[Dataset entries]
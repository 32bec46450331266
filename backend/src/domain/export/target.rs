//! Resolving where an exported file lands.
//!
//! Paths typed or pasted by the user are cleaned up before use. A missing
//! directory falls back to the user's Documents folder, then home.

use std::path::{Path, PathBuf};

use shared::ExportTarget;
use tracing::{debug, error};

use crate::error::{StoreError, StoreResult};

/// Basic path sanitization to handle common user input issues
pub fn sanitize_path(path: &str) -> String {
    let mut cleaned = path.trim();

    // Surrounding quotes, single or double
    if cleaned.len() >= 2
        && ((cleaned.starts_with('"') && cleaned.ends_with('"'))
            || (cleaned.starts_with('\'') && cleaned.ends_with('\'')))
    {
        cleaned = cleaned[1..cleaned.len() - 1].trim();
    }

    let mut cleaned = cleaned.replace("\\ ", " ");

    while cleaned.len() > 1 && (cleaned.ends_with('/') || cleaned.ends_with('\\')) {
        cleaned.pop();
    }

    if cleaned.starts_with('~') {
        if let Some(home) = dirs::home_dir() {
            if cleaned == "~" {
                cleaned = home.to_string_lossy().to_string();
            } else if cleaned.starts_with("~/") || cleaned.starts_with("~\\") {
                cleaned = home.join(&cleaned[2..]).to_string_lossy().to_string();
            }
        }
    }

    cleaned
}

/// Documents folder, or home when the platform has none
pub fn default_export_dir() -> StoreResult<PathBuf> {
    dirs::document_dir().or_else(dirs::home_dir).ok_or_else(|| {
        error!("Could not determine default export directory");
        StoreError::Export("Failed to determine export directory".to_string())
    })
}

/// Full path of the file to write for `target`, falling back to `default_name`.
///
/// The file name gets `extension` appended when it does not already end in it.
pub fn resolve(target: &ExportTarget, default_name: &str, extension: &str) -> StoreResult<PathBuf> {
    let directory = match target.custom_path.as_deref().map(sanitize_path) {
        Some(path) if !path.is_empty() => PathBuf::from(path),
        _ => default_export_dir()?,
    };

    let name = target
        .file_name
        .as_deref()
        .map(str::trim)
        .filter(|name| !name.is_empty())
        .unwrap_or(default_name);

    let path = directory.join(with_extension(name, extension));
    debug!("Resolved export target {}", path.display());
    Ok(path)
}

fn with_extension(name: &str, extension: &str) -> String {
    let suffix = format!(".{}", extension);
    if name.to_lowercase().ends_with(&suffix) {
        name.to_string()
    } else {
        format!("{}{}", name, suffix)
    }
}

/// Create the parent directory of `path` if it is missing
pub fn ensure_parent(path: &Path) -> StoreResult<()> {
    match path.parent() {
        Some(parent) if !parent.as_os_str().is_empty() && !parent.exists() => {
            std::fs::create_dir_all(parent)?;
            Ok(())
        }
        _ => Ok(()),
    }
}

#[cfg(test)]
mod tests {
    use super::*;

    #[test]
    fn test_sanitize_path() {
        assert_eq!(sanitize_path("\"/tmp/exports\""), "/tmp/exports");
        assert_eq!(sanitize_path("'/tmp/exports'"), "/tmp/exports");
        assert_eq!(sanitize_path("  /path/to/dir  "), "/path/to/dir");
        assert_eq!(sanitize_path("/path\\ to\\ dir"), "/path to dir");
        assert_eq!(sanitize_path("/path/to/dir/"), "/path/to/dir");
        assert_eq!(sanitize_path("/"), "/");

        if let Some(home) = dirs::home_dir() {
            let expected = home.join("Documents").to_string_lossy().to_string();
            assert_eq!(sanitize_path("\"~/Documents\""), expected);
        }
    }

    #[test]
    fn test_resolve_uses_custom_directory_and_extension() {
        let target = ExportTarget {
            custom_path: Some("'/tmp/pv exports/'".to_string()),
            file_name: Some("march".to_string()),
        };

        let path = resolve(&target, "ignored", "pdf").unwrap();

        assert_eq!(path, PathBuf::from("/tmp/pv exports/march.pdf"));
    }

    #[test]
    fn test_resolve_keeps_existing_extension_and_default_name() {
        let target = ExportTarget {
            custom_path: Some("/tmp".to_string()),
            file_name: Some("Report.XLSX".to_string()),
        };
        assert_eq!(resolve(&target, "x", "xlsx").unwrap(), PathBuf::from("/tmp/Report.XLSX"));

        let unnamed = ExportTarget {
            custom_path: Some("/tmp".to_string()),
            file_name: Some("  ".to_string()),
        };
        assert_eq!(
            resolve(&unnamed, "PV_MI-0001", "pdf").unwrap(),
            PathBuf::from("/tmp/PV_MI-0001.pdf")
        );
    }
}
use chrono::{DateTime, Utc};
use rust_decimal::Decimal;
use serde::de::{DeserializeOwned, Error as _};
use serde::{Deserialize, Deserializer, Serialize, Serializer};
use serde_json::{Map, Value};
use std::collections::BTreeMap;
use std::fmt;
use std::str::FromStr;

/// Company a voucher is issued under.
///
/// Each company owns its own counter sequence and identifier prefix.
#[derive(Debug, Clone, Copy, PartialEq, Eq, Hash, PartialOrd, Ord, Default, Serialize, Deserialize)]
#[serde(rename_all = "lowercase")]
pub enum Company {
    #[default]
    Mentari,
    Nes,
}

impl Company {
    /// Every company known to the store, in counter seeding order
    pub const ALL: [Company; 2] = [Company::Mentari, Company::Nes];

    /// Lowercase key used in persisted records and counter names
    pub fn key(&self) -> &'static str {
        match self {
            Company::Mentari => "mentari",
            Company::Nes => "nes",
        }
    }

    /// Prefix of the human-readable voucher identifier
    pub fn code(&self) -> &'static str {
        match self {
            Company::Mentari => "MI",
            Company::Nes => "NES",
        }
    }

    /// Registered name printed on the document header
    pub fn legal_name(&self) -> &'static str {
        match self {
            Company::Mentari => "MENTARI INFINITI SDN BHD",
            Company::Nes => "NES SOLUTION & NETWORK SDN BHD",
        }
    }

    /// Company registration number as printed under the name
    pub fn registration(&self) -> &'static str {
        match self {
            Company::Mentari => "(1175141-K)",
            Company::Nes => "(1545048-W)",
        }
    }
}

impl fmt::Display for Company {
    fn fmt(&self, f: &mut fmt::Formatter<'_>) -> fmt::Result {
        f.write_str(self.key())
    }
}

impl FromStr for Company {
    type Err = String;

    fn from_str(s: &str) -> Result<Self, Self::Err> {
        match s.trim().to_lowercase().as_str() {
            "mentari" | "mi" => Ok(Company::Mentari),
            "nes" => Ok(Company::Nes),
            other => Err(format!("Unknown company: {}", other)),
        }
    }
}

/// How the payee is paid
#[derive(Debug, Clone, Copy, PartialEq, Eq, Hash, Default, Serialize, Deserialize)]
#[serde(rename_all = "lowercase")]
pub enum PaymentMethod {
    #[default]
    Cheque,
    Cash,
    Online,
}

impl PaymentMethod {
    pub const ALL: [PaymentMethod; 3] =
        [PaymentMethod::Cheque, PaymentMethod::Cash, PaymentMethod::Online];

    pub fn as_str(&self) -> &'static str {
        match self {
            PaymentMethod::Cheque => "cheque",
            PaymentMethod::Cash => "cash",
            PaymentMethod::Online => "online",
        }
    }
}

impl fmt::Display for PaymentMethod {
    fn fmt(&self, f: &mut fmt::Formatter<'_>) -> fmt::Result {
        f.write_str(self.as_str())
    }
}

/// One row of the voucher items table.
///
/// `amount` is kept exactly as the form sent it; it is only parsed when a
/// total is derived, so a stored voucher reads back the way it was typed.
#[derive(Debug, Clone, PartialEq, Default, Serialize, Deserialize)]
pub struct LineItem {
    #[serde(default)]
    pub description: String,
    #[serde(default, rename = "invNo")]
    pub inv_no: String,
    #[serde(default, deserialize_with = "amount_text")]
    pub amount: String,
}

impl LineItem {
    pub fn new(description: &str, inv_no: &str, amount: &str) -> Self {
        Self {
            description: description.to_string(),
            inv_no: inv_no.to_string(),
            amount: amount.to_string(),
        }
    }

    /// Numeric value of the amount; anything that is not a number counts as zero
    pub fn parsed_amount(&self) -> Decimal {
        Decimal::from_str(self.amount.trim()).unwrap_or(Decimal::ZERO)
    }
}

/// Accepts the amount as a JSON string, number or null.
fn amount_text<'de, D>(deserializer: D) -> Result<String, D::Error>
where
    D: Deserializer<'de>,
{
    Ok(match Value::deserialize(deserializer)? {
        Value::Null => String::new(),
        Value::String(text) => text,
        other => other.to_string(),
    })
}

/// A persisted payment voucher
#[derive(Debug, Clone, PartialEq, Serialize, Deserialize)]
pub struct Voucher {
    /// Natural key, `{CODE}-{NNNN}`
    pub pv_number: String,
    pub company: Company,
    /// Calendar date as entered (`YYYY-MM-DD`)
    pub date: String,
    pub pay_to: String,
    pub payment_method: PaymentMethod,
    /// Only meaningful for cheque payments
    pub cheque_number: Option<String>,
    /// Only meaningful for online payments
    #[serde(default)]
    pub bank_name: Option<String>,
    pub items: Vec<LineItem>,
    /// Sum of item amounts at save time
    pub total_amount: Decimal,
    pub prepared_by: String,
    pub approved_by: String,
    pub received_by: String,
    /// Signature images as data URLs
    pub prepared_sig: Option<String>,
    pub approved_sig: Option<String>,
    pub received_sig: Option<String>,
    pub created_at: DateTime<Utc>,
    pub updated_at: DateTime<Utc>,
}

/// Form data sent by the shell when a voucher is saved
#[derive(Debug, Clone, PartialEq, Default, Serialize, Deserialize)]
#[serde(rename_all = "camelCase")]
pub struct SaveVoucherRequest {
    #[serde(default)]
    pub pv_number: String,
    #[serde(default)]
    pub company: Company,
    #[serde(default)]
    pub date: String,
    #[serde(default)]
    pub pay_to: String,
    #[serde(default)]
    pub payment_method: PaymentMethod,
    #[serde(default)]
    pub cheque_number: Option<String>,
    #[serde(default)]
    pub bank_name: Option<String>,
    #[serde(default)]
    pub items: Vec<LineItem>,
    #[serde(default)]
    pub prepared_by: String,
    #[serde(default)]
    pub approved_by: String,
    #[serde(default)]
    pub received_by: String,
    #[serde(default)]
    pub prepared_sig: Option<String>,
    #[serde(default)]
    pub approved_sig: Option<String>,
    #[serde(default)]
    pub received_sig: Option<String>,
    /// Overrides the creation timestamp ("save as new" stamps a fresh one)
    #[serde(default)]
    pub created_at: Option<DateTime<Utc>>,
}

impl From<Voucher> for SaveVoucherRequest {
    fn from(voucher: Voucher) -> Self {
        Self {
            pv_number: voucher.pv_number,
            company: voucher.company,
            date: voucher.date,
            pay_to: voucher.pay_to,
            payment_method: voucher.payment_method,
            cheque_number: voucher.cheque_number,
            bank_name: voucher.bank_name,
            items: voucher.items,
            prepared_by: voucher.prepared_by,
            approved_by: voucher.approved_by,
            received_by: voucher.received_by,
            prepared_sig: voucher.prepared_sig,
            approved_sig: voucher.approved_sig,
            received_sig: voucher.received_sig,
            created_at: Some(voucher.created_at),
        }
    }
}

/// Database-wide figures shown in the history view footer
#[derive(Debug, Clone, PartialEq, Default, Serialize, Deserialize)]
#[serde(rename_all = "camelCase")]
pub struct VoucherStats {
    pub total_vouchers: usize,
    pub total_amount: Decimal,
    /// Next sequence number each company would hand out
    #[serde(default)]
    pub next_counters: BTreeMap<Company, u32>,
}

// ---------------------------------------------------------------------------
// Envelope
// ---------------------------------------------------------------------------

/// Category of a failed store call
#[derive(Debug, Clone, Copy, PartialEq, Eq, Serialize, Deserialize)]
#[serde(rename_all = "snake_case")]
pub enum ErrorKind {
    Storage,
    NotFound,
    InvalidRequest,
    Export,
}

/// Uniform result shape returned by every store call.
///
/// On the wire a success is `{"success": true, ...payload}` and a failure is
/// `{"success": false, "kind": .., "error": .., ...fallback}`. Read calls put
/// an empty payload in `fallback` so the shell always has something to show.
#[derive(Debug, Clone, PartialEq)]
pub enum Envelope<T> {
    Success(T),
    Failure {
        kind: ErrorKind,
        error: String,
        fallback: Option<T>,
    },
}

impl<T> Envelope<T> {
    pub fn success(payload: T) -> Self {
        Envelope::Success(payload)
    }

    pub fn failure(kind: ErrorKind, error: impl Into<String>) -> Self {
        Envelope::Failure {
            kind,
            error: error.into(),
            fallback: None,
        }
    }

    pub fn failure_with(kind: ErrorKind, error: impl Into<String>, fallback: T) -> Self {
        Envelope::Failure {
            kind,
            error: error.into(),
            fallback: Some(fallback),
        }
    }

    pub fn is_success(&self) -> bool {
        matches!(self, Envelope::Success(_))
    }

    pub fn payload(&self) -> Option<&T> {
        match self {
            Envelope::Success(payload) => Some(payload),
            Envelope::Failure { .. } => None,
        }
    }

    pub fn error(&self) -> Option<&str> {
        match self {
            Envelope::Success(_) => None,
            Envelope::Failure { error, .. } => Some(error),
        }
    }

    pub fn kind(&self) -> Option<ErrorKind> {
        match self {
            Envelope::Success(_) => None,
            Envelope::Failure { kind, .. } => Some(*kind),
        }
    }
}

impl<T: Serialize> Serialize for Envelope<T> {
    fn serialize<S: Serializer>(&self, serializer: S) -> Result<S::Ok, S::Error> {
        #[derive(Serialize)]
        struct SuccessRepr<'a, P> {
            success: bool,
            #[serde(flatten)]
            payload: &'a P,
        }

        #[derive(Serialize)]
        struct FailureRepr<'a, P> {
            success: bool,
            kind: ErrorKind,
            error: &'a str,
            #[serde(flatten)]
            fallback: Option<&'a P>,
        }

        match self {
            Envelope::Success(payload) => {
                SuccessRepr { success: true, payload }.serialize(serializer)
            }
            Envelope::Failure { kind, error, fallback } => FailureRepr {
                success: false,
                kind: *kind,
                error,
                fallback: fallback.as_ref(),
            }
            .serialize(serializer),
        }
    }
}

impl<'de, T: DeserializeOwned> Deserialize<'de> for Envelope<T> {
    fn deserialize<D: Deserializer<'de>>(deserializer: D) -> Result<Self, D::Error> {
        let mut map = Map::deserialize(deserializer)?;
        let success = map
            .remove("success")
            .and_then(|value| value.as_bool())
            .ok_or_else(|| D::Error::missing_field("success"))?;

        if success {
            let payload = T::deserialize(Value::Object(map)).map_err(D::Error::custom)?;
            return Ok(Envelope::Success(payload));
        }

        let kind = match map.remove("kind") {
            Some(value) => serde_json::from_value(value).map_err(D::Error::custom)?,
            None => ErrorKind::Storage,
        };
        let error = map
            .remove("error")
            .and_then(|value| value.as_str().map(str::to_string))
            .unwrap_or_default();
        let fallback = if map.is_empty() {
            None
        } else {
            T::deserialize(Value::Object(map)).ok()
        };

        Ok(Envelope::Failure { kind, error, fallback })
    }
}

// ---------------------------------------------------------------------------
// Payloads
// ---------------------------------------------------------------------------

#[derive(Debug, Clone, PartialEq, Serialize, Deserialize)]
#[serde(rename_all = "camelCase")]
pub struct CounterPayload {
    pub company: Company,
    pub counter: u32,
    pub pv_number: String,
}

#[derive(Debug, Clone, PartialEq, Serialize, Deserialize)]
#[serde(rename_all = "camelCase")]
pub struct SavedPayload {
    pub pv_number: String,
}

#[derive(Debug, Clone, PartialEq, Serialize, Deserialize)]
pub struct VoucherPayload {
    pub voucher: Voucher,
}

#[derive(Debug, Clone, PartialEq, Default, Serialize, Deserialize)]
pub struct VoucherListPayload {
    pub vouchers: Vec<Voucher>,
}

#[derive(Debug, Clone, PartialEq, Default, Serialize, Deserialize)]
pub struct StatsPayload {
    pub stats: VoucherStats,
}

#[derive(Debug, Clone, PartialEq, Default, Serialize, Deserialize)]
pub struct DeletedPayload {
    /// Number of records removed (0 or 1)
    pub removed: usize,
}

/// A file the backend wrote or located
#[derive(Debug, Clone, PartialEq, Serialize, Deserialize)]
pub struct PathPayload {
    pub path: String,
}

#[derive(Debug, Clone, PartialEq, Serialize, Deserialize)]
pub struct ExportPayload {
    pub path: String,
    /// Pages for PDF, rows for spreadsheets
    pub count: usize,
}

#[derive(Debug, Clone, PartialEq, Serialize, Deserialize)]
pub struct MarkupPayload {
    pub markup: String,
}

// ---------------------------------------------------------------------------
// Requests
// ---------------------------------------------------------------------------

#[derive(Debug, Clone, PartialEq, Default, Serialize, Deserialize)]
pub struct SearchQuery {
    pub search: Option<String>,
}

/// Destructive reset; the shell must ask the user first and send `confirm: true`
#[derive(Debug, Clone, PartialEq, Default, Serialize, Deserialize)]
pub struct ResetRequest {
    #[serde(default)]
    pub confirm: bool,
}

#[derive(Debug, Clone, PartialEq, Serialize, Deserialize)]
pub struct BackupRequest {
    pub path: String,
}

/// Where an export lands: a directory (defaults to Documents) and a file name
#[derive(Debug, Clone, PartialEq, Default, Serialize, Deserialize)]
#[serde(rename_all = "camelCase")]
pub struct ExportTarget {
    #[serde(default)]
    pub custom_path: Option<String>,
    #[serde(default)]
    pub file_name: Option<String>,
}

#[derive(Debug, Clone, PartialEq, Default, Serialize, Deserialize)]
#[serde(rename_all = "camelCase")]
pub struct ExportPdfRequest {
    pub pv_numbers: Vec<String>,
    #[serde(flatten)]
    pub target: ExportTarget,
}

#[derive(Debug, Clone, Copy, PartialEq, Eq, Default, Serialize, Deserialize)]
#[serde(rename_all = "lowercase")]
pub enum SpreadsheetFormat {
    #[default]
    Xlsx,
    Csv,
}

impl SpreadsheetFormat {
    pub fn extension(&self) -> &'static str {
        match self {
            SpreadsheetFormat::Xlsx => "xlsx",
            SpreadsheetFormat::Csv => "csv",
        }
    }
}

/// Spreadsheet export of the listed vouchers, or of every voucher when none are listed
#[derive(Debug, Clone, PartialEq, Default, Serialize, Deserialize)]
#[serde(rename_all = "camelCase")]
pub struct ExportSpreadsheetRequest {
    #[serde(default)]
    pub pv_numbers: Option<Vec<String>>,
    #[serde(default)]
    pub format: SpreadsheetFormat,
    #[serde(flatten)]
    pub target: ExportTarget,
}

#[derive(Debug, Clone, PartialEq, Default, Serialize, Deserialize)]
#[serde(rename_all = "camelCase")]
pub struct ExportMarkupRequest {
    pub pv_numbers: Vec<String>,
}

#[derive(Debug, Clone, PartialEq, Default, Serialize, Deserialize)]
#[serde(rename_all = "camelCase")]
pub struct ExportJsonRequest {
    pub pv_number: String,
    #[serde(flatten)]
    pub target: ExportTarget,
}

#[derive(Debug, Clone, PartialEq, Serialize, Deserialize)]
pub struct ImportJsonRequest {
    pub path: String,
}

* **Task directions**
Look through the entries, and return every line that the word "StoreError" appears in.

* **Output for this task**
use crate::error::{StoreError, StoreResult};
        StoreError::Export("Failed to determine export directory".to_string())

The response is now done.